A number of models have been proposed for the preliminary estimation of cogeneration for utility systems using steam turbines. Dhole and Linnhoff [5] proposed an exergetic model based on site source-sink profiles. Raissi [3] proposed a temperature-enthalpy model based on the Salisbury approximation [5], assuming that power is linearly proportional to the difference between the inlet and outlet saturation temperatures. Mavromatis and Kokossis [6] introduced the turbine hardware model (THM), a non-linear model based on the principle of Willans’ line, to incorporate the variation of efficiency with turbine size and operating load. Harell [7] introduced a graphical technique that utilizes the concept of extractable power and header efficiency to establish cogeneration potential, and Varbanov et al. [8] improved the turbine hardware model. Sorin and Hammache [4] developed an exergetic model based on thermodynamic insights for the Rankine cycle, showing that power is not linearly related to saturation temperature differences. Mohan and El-Halwagi [9] developed a linear algebraic approach based on the concept of extractable power and steam main efficiency. Medina-Flores and Picon-Nunez [10] presented a modified thermodynamic model by taking advantage of the THM. Bandyopadhyay et al. [11] developed a linear model based on the Salisbury approximation [5] and energy balance for steam mains. Ghannadzadeh et al. [12] presented a new shaft work targeting model, named the iterative bottom-to-top model (IBTM). Kapli et al. [13] introduced a new method to estimate cogeneration potential for site utility systems by a combination of bottom-up and top-down procedures.
The optimal integration of a steam power plant and a site utility system remains challenging withthese approaches and improved methods are needed. This paper seeks to address this need, and its aim is to find the optimum integration of a steam power plant and a site utility system. With this objective in mind, a new cogeneration targeting model is developed.
A new procedure for integration of a power plant with a total site for a given site utility system is proposed. The procedure includes following steps.
Step 1 The pressure, temperature and steam generation and demand of each steam level of the site utility system is identified based on the requirements of the total site.
Step 2 A standard steam power plant is considered in a case study for integration with the site utility. Thermodynamic and economic analyses are performed, and the specifications of each stream and the main parameters of the proposed power plant are determined.
Step 3 Incoming streams from the power plant with the same pressure of site utility mains (from bleed steam) are identified and the flow changes that contribute to meet the target are examined.
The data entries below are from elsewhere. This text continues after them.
//! Unmatched label list output.

use std::fs::File;
use std::io::{BufWriter, Write};
use std::path::Path;

use crate::error::{IngestError, Result};

/// File name of the unmatched label list inside the output folder.
pub const UNMATCHED_LABELS_FILE: &str = "unmatched_labels.txt";

/// Writes one label per line, each terminated by `\n`, in the given order.
///
/// Labels are written verbatim: empty labels produce empty lines and
/// duplicates are repeated.
pub fn write_unmatched_labels(path: &Path, labels: &[String]) -> Result<()> {
    let write_error = |e| IngestError::FileWrite {
        path: path.to_path_buf(),
        source: e,
    };
    let file = File::create(path).map_err(write_error)?;
    let mut writer = BufWriter::new(file);
    for label in labels {
        writer.write_all(label.as_bytes()).map_err(write_error)?;
        writer.write_all(b"\n").map_err(write_error)?;
    }
    writer.flush().map_err(write_error)?;
    Ok(())
}

#[cfg(test)]
mod tests {
    use super::*;

    #[test]
    fn writes_labels_verbatim() {
        let dir = tempfile::tempdir().unwrap();
        let path = dir.path().join(UNMATCHED_LABELS_FILE);
        let labels = vec!["psoriasis".to_string(), String::new(), "psoriasis".to_string()];
        write_unmatched_labels(&path, &labels).unwrap();
        assert_eq!(std::fs::read_to_string(&path).unwrap(), "psoriasis\n\npsoriasis\n");
    }

    #[test]
    fn empty_list_writes_empty_file() {
        let dir = tempfile::tempdir().unwrap();
        let path = dir.path().join(UNMATCHED_LABELS_FILE);
        write_unmatched_labels(&path, &[]).unwrap();
        assert_eq!(std::fs::read_to_string(&path).unwrap(), "");
    }
}
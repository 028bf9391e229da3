//! Zero-configuration peer discovery over the link-local multicast
//! service directory.

use std::net::{IpAddr, Ipv4Addr, Ipv6Addr, SocketAddr};
use std::time::Duration;

use log::{debug, warn};
use mdns_sd::{ServiceDaemon, ServiceEvent, ServiceInfo};

use crate::error::Result;

pub const SERVICE_TYPE: &str = "_synapse._tcp.local.";
pub const SERVICE_VERSION: &str = "1.0";
pub const DEFAULT_BROWSE_TIMEOUT: Duration = Duration::from_secs(3);

/// A sender observed on the local network. Transient: records live
/// only as long as the browse that produced them.
#[derive(Debug, Clone)]
pub struct Peer {
    pub instance_name: String,
    pub ipv4: Option<Ipv4Addr>,
    pub ipv6: Option<Ipv6Addr>,
    pub port: u16,
}

impl Peer {
    /// Dialable endpoint, preferring IPv4.
    pub fn socket_addr(&self) -> Option<SocketAddr> {
        if let Some(ip) = self.ipv4 {
            return Some(SocketAddr::new(IpAddr::V4(ip), self.port));
        }
        self.ipv6.map(|ip| SocketAddr::new(IpAddr::V6(ip), self.port))
    }
}

/// Instance name published for this device. The directory appends a
/// numeric disambiguator on collision.
pub fn instance_name(device_name: &str) -> String {
    format!("{device_name}-synapse")
}

/// A live service registration; dropping it without calling
/// [`Announcement::shutdown`] leaves the record to expire on its own.
pub struct Announcement {
    daemon: ServiceDaemon,
    fullname: String,
}

impl Announcement {
    pub fn shutdown(self) {
        if let Ok(receiver) = self.daemon.unregister(&self.fullname) {
            let _ = receiver.recv_timeout(Duration::from_secs(1));
        } else {
            warn!("failed to unregister {}", self.fullname);
        }
        let _ = self.daemon.shutdown();
    }
}

/// Publishes this sender under `_synapse._tcp` with a version TXT
/// record.
pub fn announce(device_name: &str, port: u16) -> Result<Announcement> {
    let daemon = ServiceDaemon::new()?;
    let instance = instance_name(device_name);
    let host = format!("{device_name}.local.");
    let properties = [("version", SERVICE_VERSION)];
    let service = ServiceInfo::new(SERVICE_TYPE, &instance, &host, "", port, &properties[..])?
        .enable_addr_auto();
    let fullname = service.get_fullname().to_string();
    daemon.register(service)?;
    debug!("announced {fullname} on port {port}");
    Ok(Announcement { daemon, fullname })
}

/// Browses for peers until the deadline passes. Answers arrive in
/// resolution order; nothing is cached between calls.
pub async fn scan_peers(timeout: Duration) -> Result<Vec<Peer>> {
    let daemon = ServiceDaemon::new()?;
    let browser = daemon.browse(SERVICE_TYPE)?;
    let deadline = tokio::time::Instant::now() + timeout;

    let mut peers = Vec::new();
    loop {
        let event = match tokio::time::timeout_at(deadline, browser.recv_async()).await {
            Ok(Ok(event)) => event,
            // Deadline reached or the daemon channel closed.
            _ => break,
        };
        if let ServiceEvent::ServiceResolved(info) = event {
            let mut ipv4 = None;
            let mut ipv6 = None;
            for addr in info.get_addresses() {
                match addr {
                    IpAddr::V4(v4) if ipv4.is_none() => ipv4 = Some(*v4),
                    IpAddr::V6(v6) if ipv6.is_none() => ipv6 = Some(*v6),
                    _ => {}
                }
            }
            let name = info
                .get_fullname()
                .strip_suffix(&format!(".{SERVICE_TYPE}"))
                .unwrap_or(info.get_fullname())
                .to_string();
            debug!("resolved peer {name} on port {}", info.get_port());
            peers.push(Peer {
                instance_name: name,
                ipv4,
                ipv6,
                port: info.get_port(),
            });
        }
    }

    let _ = daemon.stop_browse(SERVICE_TYPE);
    let _ = daemon.shutdown();
    Ok(peers)
}
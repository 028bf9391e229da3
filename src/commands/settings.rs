//! Persistent shell settings under `~/.config/synapse/config.json`.
//! The engines never touch this file; they only see the resolved
//! values.

use std::fs;
use std::path::PathBuf;

use serde::{Deserialize, Serialize};

const CONFIG_FILE_NAME: &str = "config.json";

#[derive(Debug, Clone, Serialize, Deserialize)]
pub struct Settings {
    #[serde(default = "default_download_dir")]
    pub download_dir: PathBuf,
    #[serde(default)]
    pub auto_accept: bool,
    /// Listener port hint; 0 means OS-chosen.
    #[serde(default)]
    pub port: u16,
    #[serde(default = "default_device_name")]
    pub device_name: String,
}

impl Default for Settings {
    fn default() -> Self {
        Self {
            download_dir: default_download_dir(),
            auto_accept: false,
            port: 0,
            device_name: default_device_name(),
        }
    }
}

fn default_download_dir() -> PathBuf {
    dirs::home_dir()
        .unwrap_or_else(|| PathBuf::from("."))
        .join("Synapse-Downloads")
}

fn default_device_name() -> String {
    hostname::get()
        .map(|h| h.to_string_lossy().into_owned())
        .unwrap_or_else(|_| "my-device".to_string())
}

pub fn config_dir() -> PathBuf {
    dirs::config_dir()
        .unwrap_or_else(|| PathBuf::from("."))
        .join("synapse")
}

impl Settings {
    /// Loads settings, falling back to defaults on any problem; a
    /// missing config file is the common first-run case.
    pub fn load() -> Self {
        let path = config_dir().join(CONFIG_FILE_NAME);
        let Ok(data) = fs::read(&path) else {
            return Self::default();
        };
        let mut settings: Settings = match serde_json::from_slice(&data) {
            Ok(settings) => settings,
            Err(e) => {
                log::warn!("ignoring malformed settings at {}: {e}", path.display());
                return Self::default();
            }
        };
        if settings.device_name.is_empty() {
            settings.device_name = default_device_name();
        }
        settings
    }

    pub fn save(&self) -> std::io::Result<()> {
        let dir = config_dir();
        fs::create_dir_all(&dir)?;
        let data = serde_json::to_vec_pretty(self)?;
        fs::write(dir.join(CONFIG_FILE_NAME), data)
    }
}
In this regard, the extracted steam from steam turbine is a candidate. However, the steam conditions must be same as the requirements of the steam levels of the site utility.
Step 4 The heat load of incoming streams from the power plant are calculated.
Step 5 The total sink and source profiles are generated. In this step, sink and source profiles are plotted for the site utility for a base case and for the site utility by adding incoming streams from the power plant. The total site profile (TSP) is constructed from the grand composite curves (GCCs) of individual process units for the new design and it is constructed from the individual process loads within each of the utility heat exchangers for the retrofit design [Fig. 1 (a)] [12, 14, 16]. The targets are set for site cooling requirements starting with the highest temperature cooling utility. Also, to set the targets for heating requirements, the lowest temperature heating utility is first maximized [Fig. 1 (a)]. Fig. 1 (b) shows the site composite curve (SCC) [2] for this case as the site is pinched. The residual heating requirement is satisfied using very high pressure (VHP) steam generated in the boilers, while the residual heat is rejected via cooling water (CW) [Fig. 1 (b)] [12]. Removing the site composite curves and keeping only the steam profiles [Fig. 1 (c)], all the temperature intervals of the steam profiles are shifted to the left side starting from VHP to CW, which results in the site grand composite curve (SGCC) [Fig. 1 (d)] [12, 14, 16].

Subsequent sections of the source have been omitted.